- **What the task requires**
In how many lines of the entries below does "loop" appear? Give only the number.

- **Collected data**
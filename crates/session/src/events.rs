//! Change notifications for UI consumers.

use tokio::sync::broadcast;

use crate::types::{Money, RoundId, RoundResult, Tile};

/// Broadcast buffer; slow subscribers see `Lagged` instead of blocking the session.
pub const EVENT_CAPACITY: usize = 256;

#[derive(Debug, Clone, Copy, PartialEq, Eq)]
pub enum AlertLevel {
    Success,
    Error,
}

#[derive(Debug, Clone, PartialEq)]
pub enum SessionEvent {
    RoundCreated {
        round_id: RoundId,
    },
    TileRevealed {
        index: usize,
        tile: Tile,
        hit: u32,
    },
    /// First reveal of a round; the stake is committed (tournament credit).
    BetPlaced {
        stake: Money,
        coefficient: f64,
    },
    Settled {
        result: RoundResult,
        payout: Money,
        coefficient: f64,
    },
    TournamentsStale,
    BoardReset,
    SelectionChanged {
        count: u32,
    },
    StakeChanged {
        stake: Money,
    },
    AutobetStopped,
    Alert {
        level: AlertLevel,
        message: String,
    },
}

#[derive(Debug, Clone)]
pub(crate) struct EventBus {
    tx: broadcast::Sender<SessionEvent>,
}

impl EventBus {
    pub(crate) fn new() -> Self {
        let (tx, _) = broadcast::channel(EVENT_CAPACITY);
        Self { tx }
    }

    pub(crate) fn subscribe(&self) -> broadcast::Receiver<SessionEvent> {
        self.tx.subscribe()
    }

    /// Fire and forget; having no subscribers is fine.
    pub(crate) fn emit(&self, event: SessionEvent) {
        let _ = self.tx.send(event);
    }

    pub(crate) fn alert(&self, level: AlertLevel, message: impl Into<String>) {
        self.emit(SessionEvent::Alert {
            level,
            message: message.into(),
        });
    }
}
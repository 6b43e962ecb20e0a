//! Autobet loop
//!
//! Plays the current selection round after round until a stop condition
//! holds. The loop is cooperative: it checks the shared [`AutobetControl`]
//! at every iteration boundary and never interrupts a request in flight, so
//! a stop from the UI takes effect once the current round settles.
//!
//! Per iteration:
//!
//! 1. Stop if automation is disabled, the bet count is exhausted, or nothing is selected
//! 2. Start a round and reveal the whole selection
//! 3. Count the bet against the limit
//! 4. On a win, stop if asked to stop on any win; otherwise apply the win rule
//! 5. On a loss, apply the loss rule
//! 6. Pause, clear the board, repeat
//!
//! [`AutobetControl`]: crate::context::AutobetControl

use tracing::{info, warn};

use crate::context::{Context, StakeRule};
use crate::error::{Result, SessionError};
use crate::events::{AlertLevel, SessionEvent};
use crate::session::Session;
use crate::timers::TimerKind;
use crate::types::{Money, Phase, RoundResult};

/// Stake for the next round after applying `rule`.
///
/// An increase is capped at `max_bet` (a zero `max_bet` means limits are
/// unknown and nothing is capped); without an increase the stake returns to
/// `initial`.
pub fn next_stake(current: Money, rule: StakeRule, initial: Money, max_bet: Money) -> Money {
    if !rule.increase {
        return initial;
    }
    if rule.percent <= 0.0 {
        return current;
    }
    let grown = current.increased_by_percent(rule.percent);
    if !max_bet.is_zero() && grown > max_bet {
        max_bet
    } else {
        grown
    }
}

/// Totals for one autobet run.
#[derive(Debug, Clone, Copy, PartialEq, Eq, Default)]
pub struct AutobetSummary {
    pub rounds: u32,
    pub wins: u32,
    pub losses: u32,
    pub final_stake: Money,
}

enum Step {
    Continue,
    Stop,
}

impl Session {
    /// Enable automation and run the loop until it stops.
    pub async fn start_autobet(&self, ctx: &Context) -> Result<AutobetSummary> {
        if let Some(balance) = ctx.profile.balance {
            if balance.is_zero() {
                self.events
                    .alert(AlertLevel::Error, SessionError::InsufficientBalance.to_string());
                return Err(SessionError::InsufficientBalance);
            }
        }
        let stake = self.stake();
        ctx.autobet.update(|c| {
            if c.bets_remaining > 0 {
                c.limit_enabled = true;
            }
            c.initial_amount = stake;
            c.enabled = true;
        });
        info!(%stake, config = ?ctx.autobet.get(), "autobet started");
        self.run_autobet(ctx).await
    }

    /// Run iterations while the shared configuration allows it.
    pub async fn run_autobet(&self, ctx: &Context) -> Result<AutobetSummary> {
        let mut summary = AutobetSummary::default();
        loop {
            let config = ctx.autobet.get();
            let exhausted = config.limit_enabled && config.bets_remaining == 0;
            let nothing_selected = self.state.lock().selection.is_empty();
            if !config.enabled || exhausted || nothing_selected {
                info!(
                    enabled = config.enabled,
                    exhausted,
                    nothing_selected,
                    rounds = summary.rounds,
                    "autobet finished"
                );
                self.stop_autobet(ctx);
                summary.final_stake = self.stake();
                return Ok(summary);
            }

            match self.autobet_round(ctx, &mut summary).await {
                Ok(Step::Continue) => {}
                Ok(Step::Stop) => {
                    summary.final_stake = self.stake();
                    return Ok(summary);
                }
                Err(e) => {
                    warn!(error = %e, rounds = summary.rounds, "autobet aborted");
                    if !matches!(e, SessionError::Api(_)) {
                        self.events.alert(AlertLevel::Error, e.to_string());
                    }
                    self.stop_autobet(ctx);
                    self.state.lock().cancel_round();
                    self.events.emit(SessionEvent::BoardReset);
                    return Err(e);
                }
            }
        }
    }

    async fn autobet_round(&self, ctx: &Context, summary: &mut AutobetSummary) -> Result<Step> {
        let config = ctx.autobet.get();
        let settlement = self.play_selection(ctx, self.config.settle_reset_ms).await?;

        if config.limit_enabled {
            ctx.autobet
                .update(|c| c.bets_remaining = c.bets_remaining.saturating_sub(1));
        }
        summary.rounds += 1;
        info!(
            round = summary.rounds,
            result = settlement.result.as_str(),
            payout = %settlement.payout,
            "autobet round settled"
        );

        let mut stop = false;
        match settlement.result {
            RoundResult::Won => {
                summary.wins += 1;
                if config.stop_on_any_win {
                    tokio::time::sleep(self.config.autobet_stop_delay()).await;
                    self.stop_autobet(ctx);
                    ctx.autobet.update(|c| c.stop_on_any_win = false);
                    stop = true;
                } else {
                    self.adjust_stake(ctx, config.on_win, config.initial_amount);
                }
            }
            RoundResult::Lost => {
                summary.losses += 1;
                self.adjust_stake(ctx, config.on_lose, config.initial_amount);
            }
        }

        tokio::time::sleep(self.config.autobet_pause()).await;
        self.clear_after_round();

        Ok(if stop { Step::Stop } else { Step::Continue })
    }

    fn adjust_stake(&self, ctx: &Context, rule: StakeRule, initial: Money) {
        let mut st = self.state.lock();
        let next = next_stake(st.stake, rule, initial, ctx.limits.max_bet);
        if next != st.stake {
            self.apply_stake(&mut st, &ctx.profile.currency, next);
        }
    }

    fn clear_after_round(&self) {
        let mut st = self.state.lock();
        if st.round_id.is_some() {
            return;
        }
        st.timers.cancel(TimerKind::ResetRound);
        st.reset_game();
        st.phase = Phase::Idle;
        self.events.emit(SessionEvent::BoardReset);
    }

    /// Disable automation and start the selection over.
    pub fn stop_autobet(&self, ctx: &Context) {
        ctx.autobet.update(|c| {
            c.enabled = false;
            c.limit_enabled = false;
        });
        let mut st = self.state.lock();
        st.timers.cancel_autofill();
        st.selection.clear();
        if st.turbo_mode {
            self.fill_defaults(&mut st, ctx.profile.rtp, self.config.autofill_stagger_ms);
        }
        st.grid.set_hit(0);
        self.events.emit(SessionEvent::AutobetStopped);
        self.events.emit(SessionEvent::SelectionChanged {
            count: st.selection.count(),
        });
    }
}

#[cfg(test)]
mod tests {
    use super::*;

    fn m(cents: u64) -> Money {
        Money::from_cents(cents)
    }

    #[test]
    fn win_increase_grows_stake() {
        let next = next_stake(m(500), StakeRule::increase_by(50.0), m(100), m(1000));
        assert_eq!(next, m(750));
    }

    #[test]
    fn increase_clamps_to_max_bet() {
        let next = next_stake(m(500), StakeRule::increase_by(50.0), m(100), m(700));
        assert_eq!(next, m(700));
    }

    #[test]
    fn no_increase_resets_to_initial() {
        assert_eq!(next_stake(m(900), StakeRule::reset(), m(100), m(1000)), m(100));
    }

    #[test]
    fn zero_percent_keeps_stake() {
        assert_eq!(next_stake(m(300), StakeRule::increase_by(0.0), m(100), m(1000)), m(300));
    }

    #[test]
    fn unknown_max_bet_does_not_cap() {
        assert_eq!(next_stake(m(500), StakeRule::increase_by(100.0), m(100), Money::ZERO), m(1000));
    }
}
//! Timer registry
//!
//! Session timers are plain countdowns advanced by [`TimerRegistry::advance`],
//! the same fixed-tick model a game loop uses. Nothing fires on its own: the
//! owner ticks the registry and acts on whatever expired, so every pending
//! timer can be inspected and bulk-cancelled.

#[derive(Debug, Clone, Copy, PartialEq, Eq, Hash)]
pub enum TimerKind {
    /// Collapse a settled round back to idle.
    ResetRound,
    /// Select one cell of the default pattern.
    Autofill(usize),
}

#[derive(Debug, Clone, Copy, PartialEq, Eq)]
struct Timer {
    kind: TimerKind,
    remaining_ms: u32,
    seq: u64,
}

#[derive(Debug, Clone, Default)]
pub struct TimerRegistry {
    pending: Vec<Timer>,
    next_seq: u64,
}

impl TimerRegistry {
    pub fn new() -> Self {
        Self::default()
    }

    /// Schedule `kind` to fire after `delay_ms`, replacing a pending timer of the same kind.
    pub fn schedule(&mut self, kind: TimerKind, delay_ms: u32) {
        self.pending.retain(|t| t.kind != kind);
        let seq = self.next_seq;
        self.next_seq += 1;
        self.pending.push(Timer {
            kind,
            remaining_ms: delay_ms,
            seq,
        });
    }

    /// Returns true if a timer was pending.
    pub fn cancel(&mut self, kind: TimerKind) -> bool {
        let before = self.pending.len();
        self.pending.retain(|t| t.kind != kind);
        before != self.pending.len()
    }

    pub fn cancel_autofill(&mut self) {
        self.pending
            .retain(|t| !matches!(t.kind, TimerKind::Autofill(_)));
    }

    pub fn is_pending(&self, kind: TimerKind) -> bool {
        self.pending.iter().any(|t| t.kind == kind)
    }

    pub fn len(&self) -> usize {
        self.pending.len()
    }

    pub fn is_empty(&self) -> bool {
        self.pending.is_empty()
    }

    /// Advance every timer by `elapsed_ms`; returns the expired ones in firing order.
    pub fn advance(&mut self, elapsed_ms: u32) -> Vec<TimerKind> {
        let mut fired = Vec::new();
        self.pending.retain_mut(|t| {
            if t.remaining_ms <= elapsed_ms {
                fired.push(*t);
                false
            } else {
                t.remaining_ms -= elapsed_ms;
                true
            }
        });
        fired.sort_by_key(|t| (t.remaining_ms, t.seq));
        fired.into_iter().map(|t| t.kind).collect()
    }
}
//! Configuration and per-frame statistics for the Inscopix (IDAS) real-time
//! stream client.
//!
//! [IsxStreamConfig] is read from TOML files by the command line tool and can
//! also be constructed directly. [FrameStats] is attached to every frame
//! handed out by the stream.

#![warn(missing_docs)]

use serde::{Deserialize, Serialize};

/// The configuration error type.
#[derive(thiserror::Error, Debug)]
pub enum Error {
    /// A shell variable in a path could not be expanded.
    #[error("lookup error on variable: {source}")]
    ShellExpandLookupVarError {
        /// The underlying lookup error.
        #[from]
        source: shellexpand::LookupError<std::env::VarError>,
    },
    /// A path was not valid UTF-8.
    #[error("path is not valid UTF-8: {0}")]
    NonUtf8Path(std::path::PathBuf),
    /// An IO error.
    #[error("IO error: {source}")]
    IoError {
        /// The underlying IO error.
        #[from]
        source: std::io::Error,
    },
    /// The TOML could not be parsed.
    #[error("TOML deserialization error: {source}")]
    TomlDeError {
        /// The underlying TOML error.
        #[from]
        source: toml::de::Error,
    },
    /// The configuration could not be serialized to TOML.
    #[error("TOML serialization error: {source}")]
    TomlSerError {
        /// The underlying TOML error.
        #[from]
        source: toml::ser::Error,
    },
}

type Result<T> = std::result::Result<T, Error>;

/// The default value for [IsxStreamConfig::port].
pub const DEFAULT_PORT: u16 = 5014;

/// The default value for [IsxStreamConfig::downsample_factor].
pub const DEFAULT_DOWNSAMPLE_FACTOR: u32 = 2;

/// The default value for [IsxStreamConfig::bind_addr].
pub const DEFAULT_BIND_ADDR: &str = "0.0.0.0";

/// The default value for [IsxStreamConfig::queue_capacity].
pub const DEFAULT_QUEUE_CAPACITY: usize = 16;

/// The default value for [IsxStreamConfig::recv_timeout_msec].
pub const DEFAULT_RECV_TIMEOUT_MSEC: u64 = 100;

fn default_port() -> u16 {
    DEFAULT_PORT
}

fn default_downsample_factor() -> u32 {
    DEFAULT_DOWNSAMPLE_FACTOR
}

fn default_bind_addr() -> std::net::IpAddr {
    std::net::IpAddr::V4(std::net::Ipv4Addr::UNSPECIFIED)
}

fn default_output_dir() -> std::path::PathBuf {
    ".".into()
}

fn default_frame_decimation() -> u32 {
    1
}

fn default_queue_capacity() -> usize {
    DEFAULT_QUEUE_CAPACITY
}

fn default_recv_timeout_msec() -> u64 {
    DEFAULT_RECV_TIMEOUT_MSEC
}

fn default_true() -> bool {
    true
}

/// Settings for one real-time stream.
#[derive(Debug, Clone, PartialEq, Eq, Serialize, Deserialize)]
#[serde(deny_unknown_fields)]
pub struct IsxStreamConfig {
    /// UDP port on which the acquisition system sends the stream.
    #[serde(default = "default_port")]
    pub port: u16,
    /// Local interface address to bind. Defaults to all IPv4 interfaces.
    #[serde(default = "default_bind_addr")]
    pub bind_addr: std::net::IpAddr,
    /// Downsample factor set on the acquisition hub.
    ///
    /// This determines the geometry of the frames on the wire and must match
    /// the hub setting. To reduce the delivered frame rate on the client, use
    /// [IsxStreamConfig::frame_decimation].
    #[serde(default = "default_downsample_factor")]
    pub downsample_factor: u32,
    /// Store delivered frames to `isx_stream_<timestamp>.raw`.
    #[serde(default = "default_true")]
    pub file_storage: bool,
    /// Only deliver (and store) frames acquired while the acquisition
    /// software is recording.
    #[serde(default = "default_true")]
    pub sync_with_recording: bool,
    /// Directory in which storage files are created. Can contain shell
    /// variables such as `~`, `$A`, or `${B}`.
    #[serde(default = "default_output_dir")]
    pub output_dir: std::path::PathBuf,
    /// Deliver only every Nth frame. `1` delivers all frames.
    #[serde(default = "default_frame_decimation")]
    pub frame_decimation: u32,
    /// The size of the buffer, in number of frames, between the network
    /// receiver and the consumer.
    #[serde(default = "default_queue_capacity")]
    pub queue_capacity: usize,
    /// How often, in milliseconds, the receiver wakes up to check for
    /// shutdown when no packets arrive.
    #[serde(default = "default_recv_timeout_msec")]
    pub recv_timeout_msec: u64,
    /// Requested socket receive buffer in bytes. If not set, the size of one
    /// frame is requested.
    #[serde(default)]
    pub socket_buffer_size: Option<usize>,
    /// Deliver frames for which some packets never arrived.
    #[serde(default)]
    pub deliver_incomplete_frames: bool,
}

impl Default for IsxStreamConfig {
    fn default() -> Self {
        Self {
            port: default_port(),
            bind_addr: default_bind_addr(),
            downsample_factor: default_downsample_factor(),
            file_storage: true,
            sync_with_recording: true,
            output_dir: default_output_dir(),
            frame_decimation: default_frame_decimation(),
            queue_capacity: default_queue_capacity(),
            recv_timeout_msec: default_recv_timeout_msec(),
            socket_buffer_size: None,
            deliver_incomplete_frames: false,
        }
    }
}

impl IsxStreamConfig {
    /// Parse a configuration from a TOML string.
    pub fn from_toml_str(buf: &str) -> Result<Self> {
        Ok(toml::from_str(buf)?)
    }

    /// Read and parse a configuration TOML file.
    ///
    /// A relative `output_dir` is taken relative to the directory containing
    /// the file.
    pub fn from_toml_path<P: AsRef<std::path::Path>>(path: P) -> Result<Self> {
        let path = path.as_ref();
        let buf = std::fs::read_to_string(path)?;
        let mut cfg = Self::from_toml_str(&buf)?;
        let dirname = path.parent().unwrap_or_else(|| std::path::Path::new("."));
        cfg.output_dir = fixup_relative_path(&cfg.output_dir, dirname)?;
        Ok(cfg)
    }

    /// Serialize to TOML.
    pub fn to_toml_string(&self) -> Result<String> {
        Ok(toml::to_string(self)?)
    }

    /// The output directory with `~` and environment variables expanded.
    pub fn expanded_output_dir(&self) -> Result<std::path::PathBuf> {
        expand_path(&self.output_dir)
    }

    /// The socket address on which the stream is received.
    pub fn socket_addr(&self) -> std::net::SocketAddr {
        std::net::SocketAddr::new(self.bind_addr, self.port)
    }
}

fn expand_path(path: &std::path::Path) -> Result<std::path::PathBuf> {
    let pathstr = path
        .to_str()
        .ok_or_else(|| Error::NonUtf8Path(path.to_path_buf()))?;
    let expanded = shellexpand::full(pathstr)?;
    Ok(std::path::PathBuf::from(expanded.to_string()))
}

/// If `path` is relative (after expansion), make it relative to `dirname`.
fn fixup_relative_path(
    path: &std::path::Path,
    dirname: &std::path::Path,
) -> Result<std::path::PathBuf> {
    let expanded = expand_path(path)?;
    if expanded.is_relative() {
        Ok(dirname.join(expanded))
    } else {
        Ok(expanded)
    }
}

/// Statistics decoded from the metadata of one frame.
#[derive(Debug, Clone, Copy, PartialEq, Eq, Serialize, Deserialize)]
pub struct FrameStats {
    /// Frame counter of the acquisition system.
    pub seq_id: u32,
    /// Inclusive range of counter values skipped since the previous frame,
    /// if any.
    pub missing_frames_range: Option<(u32, u32)>,
    /// Whether the acquisition software was recording this frame.
    pub isxd_record: bool,
}

impl FrameStats {
    /// Number of frames skipped since the previous frame.
    pub fn n_missing(&self) -> u32 {
        match self.missing_frames_range {
            Some((first, last)) => last - first + 1,
            None => 0,
        }
    }
}

impl std::fmt::Display for FrameStats {
    fn fmt(&self, f: &mut std::fmt::Formatter) -> std::fmt::Result {
        write!(
            f,
            "Got Frame #{} Isxd record flag {} Missing frames: ",
            self.seq_id, self.isxd_record
        )?;
        match self.missing_frames_range {
            Some((first, last)) => write!(f, "[{first}, {last}]"),
            None => write!(f, "[]"),
        }
    }
}

/// Running totals for one stream.
#[derive(Debug, Clone, Copy, Default, PartialEq, Eq, Serialize, Deserialize)]
pub struct StreamCounters {
    /// UDP datagrams received.
    pub packets_received: u64,
    /// Datagrams that were not valid RTP raw video packets.
    pub packets_invalid: u64,
    /// Frames for which every byte arrived.
    pub frames_complete: u64,
    /// Frames for which packets were lost.
    pub frames_incomplete: u64,
    /// Frames dropped because the consumer did not keep up.
    pub frames_dropped_queue_full: u64,
    /// Frames withheld by recording synchronisation or decimation.
    pub frames_withheld: u64,
    /// Frames returned to the caller.
    pub frames_delivered: u64,
}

- **Solution**
5